Finding myself talking at a startup conference in Kosovo three years ago (as one does), I realized how close I was to Albania, a place which held some fascination for me. I managed to grab a lift with a friendly techie to Tirana, where they arranged for me to speak to the local tech community. That meetup was held in a small co-working space called Talent Garden. It gradually transpired that, while WeWork and other such coworking/offices spaces were concentrating on New York and London, Talent Garden had been busily populating southern and eastern Europe with a network of spaces crisscrossing the continent.
That strategy has now paid off with their desire to raise money from investors. Today, it announces that it’s raised €44M ($49.5M) in a funding round led by Italian private equity firm Tamburi Investment Partners alongside Social Capital, Inadco Ventures and a range of European family offices. Tamburi previously led a €12 million funding round for Talent Garden in 2016.

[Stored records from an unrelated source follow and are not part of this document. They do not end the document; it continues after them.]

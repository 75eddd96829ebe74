//! Demo: line-oriented TCP echo server on a single-threaded reactor.
//!
//! Run with `cargo run --example echo_server`, then try
//! `nc 127.0.0.1 7000` from another terminal.

use spindle::{LineEvent, LineReader, Port, QueuedOutput, Reactor, Sink, Source};

use std::cell::RefCell;
use std::net::TcpListener;
use std::os::fd::IntoRawFd;
use std::rc::Rc;
use std::time::Duration;

fn wire_connection(port: Port) -> std::io::Result<(Option<Box<dyn Source>>, Option<Box<dyn Sink>>)> {
    let output = Rc::new(RefCell::new(QueuedOutput::new(port.clone())));

    let writer = output.clone();
    let input = LineReader::new(port, move |_scope, event| {
        match event {
            LineEvent::Line(line) => {
                writer.borrow_mut().push(line);
            }
            LineEvent::Eof => {
                writer.borrow_mut().close();
            }
        }
        Ok(())
    });

    Ok((Some(Box::new(input)), Some(Box::new(output))))
}

fn main() -> std::io::Result<()> {
    tracing_subscriber::fmt()
        .with_max_level(tracing::Level::DEBUG)
        .init();

    let listener = TcpListener::bind("127.0.0.1:7000")?;
    println!("Echo server listening on 127.0.0.1:7000");

    let mut reactor = Reactor::new();
    reactor.add_listener(listener.into_raw_fd(), wire_connection)?;

    reactor
        .serve(Some(Duration::from_secs(60)))
        .map_err(|err| std::io::Error::other(err.to_string()))
}
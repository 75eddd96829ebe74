use std::io;
use thiserror::Error;

/// Errors surfaced by the reactor loop.
///
/// Participant callbacks and non-blocking helpers work in plain
/// [`io::Result`]; this type only appears at the loop boundary, where
/// it distinguishes a failure of the readiness-wait primitive from a
/// participant that failed during dispatch. Neither is swallowed: an
/// error from [`crate::Reactor::process`] or [`crate::Reactor::serve`]
/// stops the loop.
#[derive(Debug, Error)]
pub enum Error {
    /// The OS readiness-wait primitive failed.
    #[error("readiness wait failed: {0}")]
    Wait(#[source] io::Error),

    /// A participant returned an error from its `process` call.
    #[error("participant failed during dispatch: {0}")]
    Dispatch(#[source] io::Error),
}

/// Result alias for reactor loop operations.
pub type Result<T> = std::result::Result<T, Error>;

The company, founded in Brescia, Italy in 2011, now plans to expand its coworking and education to places like Spain, Italy, Denmark, Austria and many more countries around Europe, focusing on second or third-tier cities where tech communities tend to grow fastest because costs are lower than in the major capitals.

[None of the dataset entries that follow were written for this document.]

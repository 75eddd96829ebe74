use super::core::Scope;
use super::participant::{Participant, Sink, Source};
use super::port::Port;

use std::io;
use std::os::fd::RawFd;

/// Adapts a callback into a [`Source`].
///
/// A `BasicInput` is eligible whenever its port is open; the callback
/// runs each time the descriptor is reported readable. The callback
/// is expected to drain the descriptor with non-blocking reads and
/// to close the port when the stream ends, which is what eventually
/// removes the entry from the input set.
pub struct BasicInput {
    port: Port,
    callback: Box<dyn FnMut(&mut Scope<'_>) -> io::Result<()>>,
}

impl BasicInput {
    /// Wraps `callback` around an open port.
    pub fn new(
        port: Port,
        callback: impl FnMut(&mut Scope<'_>) -> io::Result<()> + 'static,
    ) -> Self {
        Self {
            port,
            callback: Box::new(callback),
        }
    }
}

impl Participant for BasicInput {
    fn fd(&self) -> RawFd {
        self.port.fd()
    }

    fn is_closed(&self) -> bool {
        self.port.is_closed()
    }

    fn needs_processing(&self) -> bool {
        !self.port.is_closed()
    }

    fn process(&mut self, scope: &mut Scope<'_>) -> io::Result<()> {
        (self.callback)(scope)
    }
}

impl Source for BasicInput {}

/// Adapts a callback into a [`Sink`].
///
/// Writable-readiness is "almost always true" for a healthy socket,
/// so a sink that reported itself eligible whenever open would spin
/// the reactor. The caller therefore supplies the actual gating
/// predicate — typically "do I have something to say" — and the
/// adapter only joins the readiness wait while the predicate holds.
pub struct BasicOutput {
    port: Port,
    ready: Box<dyn Fn() -> bool>,
    callback: Box<dyn FnMut(&mut Scope<'_>) -> io::Result<()>>,
}

impl BasicOutput {
    /// Wraps `callback` around an open port, gated by `ready`.
    pub fn new(
        port: Port,
        ready: impl Fn() -> bool + 'static,
        callback: impl FnMut(&mut Scope<'_>) -> io::Result<()> + 'static,
    ) -> Self {
        Self {
            port,
            ready: Box::new(ready),
            callback: Box::new(callback),
        }
    }
}

impl Participant for BasicOutput {
    fn fd(&self) -> RawFd {
        self.port.fd()
    }

    fn is_closed(&self) -> bool {
        self.port.is_closed()
    }

    fn needs_processing(&self) -> bool {
        !self.port.is_closed() && (self.ready)()
    }

    fn process(&mut self, scope: &mut Scope<'_>) -> io::Result<()> {
        (self.callback)(scope)
    }
}

impl Sink for BasicOutput {}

Talent Garden’s chief executive and co-founder Davide Dattoli now plans to open 20 new international coworking campuses over the next 5 years and expand the scope of its “Innovation School” in digital training (as an analogy, think a combination of offices and General Assembly) and generating a “second tech ecosystem” around Europe outside London, Paris and Berlin. It’s also a licensee of the SingularityU Summit brand across Italy, Spain and Switzerland, for instance.
So far, it is now present in 8 countries and has 23 active campuses with the Talent Garden Innovation School present in 5 of those countries.
There will, however, be a particular focus on Spain with a brand new location in Madrid and Barcelona; France, with one opening planned in 2019; Italy, where it already has more than 10 campuses; and Austria, where it just recently opened.
In 2018, Talent Garden opened a new campus in Dublin as part of a strategic partnership with Dublin City University and also created a joint venture with Rainmaking Loft in Denmark, and has more than three locations across Copenaghen and is now looking for more locations in the Nordic region. Germany, Israel, Benelux and the CEE region are also within its sights. It won’t be ignoring San Francisco, however, with a kind of the “campus” project planned for next year.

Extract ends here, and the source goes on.